Schroeder's rather undiplomatic tactics -- it was not so much his anti-war principles that so upset Bush as a rhetoric that smacked of electioneering -- sent US-German relations plunging to the point where the two men are not even on speaking terms.
The spectacular failure of the United Nations to agree a common line over Iraq, leaving Britain and the United States to launch military action on their own and effectively accuse the anti-war camp of giving tacit succour to Iraqi leader Saddam Hussein, has further soured the transatlantic atmosphere.
So Berlin is trying to help forge at least a European consensus, hence the flurry of top-level contacts.
Blair appears to have persuaded a reportedly sceptical Bush to give the UN "a vital role" in Iraq, even if it might not match French and German hopes of an over-arching UN role in shaping the country's political future as well as dealing with its humanitarian needs.
As for fixing the broken US-German relationship, that will come eventually, Schroeder said.

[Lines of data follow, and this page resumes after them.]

//! Interactive console shell
//!
//! The shell shows the menu for the current session state, reads the user's
//! choice and dispatches to the [`Bank`]. Domain errors are printed and the
//! menu is shown again; only I/O errors end `run` with an error.
//!
//! After most operations the user is asked whether to return to the menu.
//! Any answer other than `1` ends the session, as does end of input.

pub mod menu;

use crate::core::Bank;
use crate::io::Prompter;
use crate::types::{format_amount, AccountNumber, BankError};
use menu::{GuestAction, MemberAction};
use std::io::{BufRead, Write};

pub const CHOICE_PROMPT: &str = "Enter your choice: ";
pub const CONFIRM_PROMPT: &str = "Do you want to return to the main menu? (1 for Yes, 0 for No): ";
pub const EXIT_MESSAGE: &str = "Exiting the system. Thank you!";

#[derive(Debug, Clone, Copy, PartialEq, Eq)]
enum Flow {
    Continue,
    Exit,
    EndOfInput,
}

/// Menu loop over a bank, reading from `R` and writing to `W`
pub struct Shell<R, W> {
    bank: Bank,
    prompter: Prompter<R, W>,
}

impl<R: BufRead, W: Write> Shell<R, W> {
    pub fn new(bank: Bank, input: R, output: W) -> Self {
        Shell {
            bank,
            prompter: Prompter::new(input, output),
        }
    }

    /// Give back the bank and the output writer once the session is over
    pub fn into_parts(self) -> (Bank, W) {
        (self.bank, self.prompter.into_output())
    }

    /// Run the menu loop until the user exits or input runs out
    ///
    /// # Errors
    ///
    /// Returns `BankError::Io` if reading input or writing output fails.
    pub fn run(&mut self) -> Result<(), BankError> {
        tracing::debug!("session started");

        loop {
            let authenticated = self.bank.is_authenticated();
            menu::render(self.prompter.output(), authenticated)?;

            // Menu numbers depend on whether someone is logged in
            let flow = match self.prompter.read_integer(CHOICE_PROMPT)? {
                None => Flow::EndOfInput,
                Some(choice) if authenticated => match MemberAction::from_choice(choice) {
                    Some(action) => self.member_action(action)?,
                    None => self.invalid_choice(choice)?,
                },
                Some(choice) => match GuestAction::from_choice(choice) {
                    Some(action) => self.guest_action(action)?,
                    None => self.invalid_choice(choice)?,
                },
            };

            match flow {
                Flow::Continue => continue,
                Flow::EndOfInput => {
                    // Finish the dangling prompt line
                    writeln!(self.prompter.output())?;
                    break;
                }
                Flow::Exit => break,
            }
        }

        writeln!(self.prompter.output(), "{}", EXIT_MESSAGE)?;
        self.prompter.output().flush()?;
        tracing::debug!("session ended");
        Ok(())
    }

    fn guest_action(&mut self, action: GuestAction) -> Result<Flow, BankError> {
        tracing::debug!(?action, "menu selection");
        match action {
            GuestAction::CreateAccount => self.create_account(),
            GuestAction::Login => self.login(),
            GuestAction::Exit => Ok(Flow::Exit),
        }
    }

    fn member_action(&mut self, action: MemberAction) -> Result<Flow, BankError> {
        tracing::debug!(?action, "menu selection");
        match action {
            MemberAction::Deposit => self.deposit(),
            MemberAction::Withdraw => self.withdraw(),
            MemberAction::Transfer => self.transfer(),
            MemberAction::DisplayDetails => self.display_details(),
            MemberAction::Logout => self.logout(),
        }
    }

    fn invalid_choice(&mut self, choice: i64) -> Result<Flow, BankError> {
        tracing::debug!(choice, "unknown menu choice");
        writeln!(self.prompter.output(), "Invalid choice! Please try again.")?;
        Ok(Flow::Continue)
    }

    fn create_account(&mut self) -> Result<Flow, BankError> {
        // Check capacity before asking for a name
        if self.bank.store().is_full() {
            let capacity = self.bank.store().capacity();
            self.report(BankError::capacity_exceeded(capacity))?;
            return Ok(Flow::Continue);
        }

        let Some(name) = self.prompter.read_text("Enter name: ")? else {
            return Ok(Flow::EndOfInput);
        };
        let Some(password) = self.prompter.read_text("Set a password: ")? else {
            return Ok(Flow::EndOfInput);
        };

        let created = self
            .bank
            .create_account(&name, &password)
            .map(|account| account.summary());

        match created {
            Ok(summary) => {
                let output = self.prompter.output();
                writeln!(output)?;
                writeln!(output, "Account created successfully!")?;
                writeln!(output, "Account Number: {}", summary.account_number)?;
                writeln!(output, "Name: {}", summary.name)?;
            }
            Err(e) => {
                self.report(e)?;
                return Ok(Flow::Continue);
            }
        }

        self.return_to_menu()
    }

    fn login(&mut self) -> Result<Flow, BankError> {
        let Some(entered) = self.prompter.read_integer("Enter account number: ")? else {
            return Ok(Flow::EndOfInput);
        };
        let Some(password) = self.prompter.read_text("Enter password: ")? else {
            return Ok(Flow::EndOfInput);
        };

        // Numbers outside the account range fail like any other bad credential
        let logged_in = match AccountNumber::try_from(entered) {
            Ok(account_number) => self
                .bank
                .login(account_number, &password)
                .map(|account| account.name.clone()),
            Err(_) => Err(BankError::InvalidCredentials),
        };

        match logged_in {
            Ok(name) => {
                writeln!(
                    self.prompter.output(),
                    "Login successful! Welcome, {}.",
                    name
                )?;
                Ok(Flow::Continue)
            }
            Err(e) => {
                self.report(e)?;
                self.return_to_menu()
            }
        }
    }

    fn logout(&mut self) -> Result<Flow, BankError> {
        self.bank.logout();
        writeln!(
            self.prompter.output(),
            "Logged out successfully. See you next time!"
        )?;
        Ok(Flow::Continue)
    }

    fn deposit(&mut self) -> Result<Flow, BankError> {
        let Some(amount) = self.prompter.read_amount("Enter amount to deposit: ")? else {
            return Ok(Flow::EndOfInput);
        };

        match self.bank.deposit(amount) {
            Ok(balance) => writeln!(
                self.prompter.output(),
                "Deposit successful! New balance: {}",
                format_amount(&balance)
            )?,
            Err(e) => self.report(e)?,
        }

        self.return_to_menu()
    }

    fn withdraw(&mut self) -> Result<Flow, BankError> {
        let Some(amount) = self.prompter.read_amount("Enter amount to withdraw: ")? else {
            return Ok(Flow::EndOfInput);
        };

        match self.bank.withdraw(amount) {
            Ok(balance) => writeln!(
                self.prompter.output(),
                "Withdrawal successful! New balance: {}",
                format_amount(&balance)
            )?,
            Err(e) => self.report(e)?,
        }

        self.return_to_menu()
    }

    fn transfer(&mut self) -> Result<Flow, BankError> {
        let Some(entered) = self
            .prompter
            .read_integer("Enter account number to transfer to: ")?
        else {
            return Ok(Flow::EndOfInput);
        };

        // Unknown recipients go straight back to the menu
        let recipient = AccountNumber::try_from(entered)
            .ok()
            .filter(|number| self.bank.find_account(*number).is_ok());
        let Some(target) = recipient else {
            self.report(BankError::recipient_not_found(entered))?;
            return Ok(Flow::Continue);
        };

        let Some(amount) = self.prompter.read_amount("Enter amount to transfer: ")? else {
            return Ok(Flow::EndOfInput);
        };

        match self.bank.transfer(target, amount) {
            Ok(balance) => writeln!(
                self.prompter.output(),
                "Transfer successful! Your new balance: {}",
                format_amount(&balance)
            )?,
            Err(e) => self.report(e)?,
        }

        self.return_to_menu()
    }

    fn display_details(&mut self) -> Result<Flow, BankError> {
        match self.bank.balance() {
            Ok(summary) => {
                let output = self.prompter.output();
                writeln!(output)?;
                writeln!(output, "=== Account Details ===")?;
                writeln!(output, "Account Number: {}", summary.account_number)?;
                writeln!(output, "Name: {}", summary.name)?;
                writeln!(output, "Balance: {}", format_amount(&summary.balance))?;
            }
            Err(e) => self.report(e)?,
        }

        self.return_to_menu()
    }

    fn return_to_menu(&mut self) -> Result<Flow, BankError> {
        Ok(match self.prompter.confirm(CONFIRM_PROMPT)? {
            Some(true) => Flow::Continue,
            Some(false) => Flow::Exit,
            None => Flow::EndOfInput,
        })
    }

    /// Print a user-level failure and carry on, or hand back a fatal one
    fn report(&mut self, error: BankError) -> Result<(), BankError> {
        if !error.is_recoverable() {
            return Err(error);
        }

        tracing::debug!(%error, "operation rejected");
        writeln!(self.prompter.output(), "{}", error)?;
        Ok(())
    }
}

He can point to Germany's interest in the Middle East peace process and its heavy commitment to anti-terror and peacekeeping around the world as examples of Berlin's willingness to pull its weight.
Relations between the two capitals were not "dramatic", he insisted.
"But I don't think we should force ourselves on each other. I have made it clear why we thought it was wrong to wage this war. I stand by that.
"Everything else we'll see about when we speak together, and we will speak together."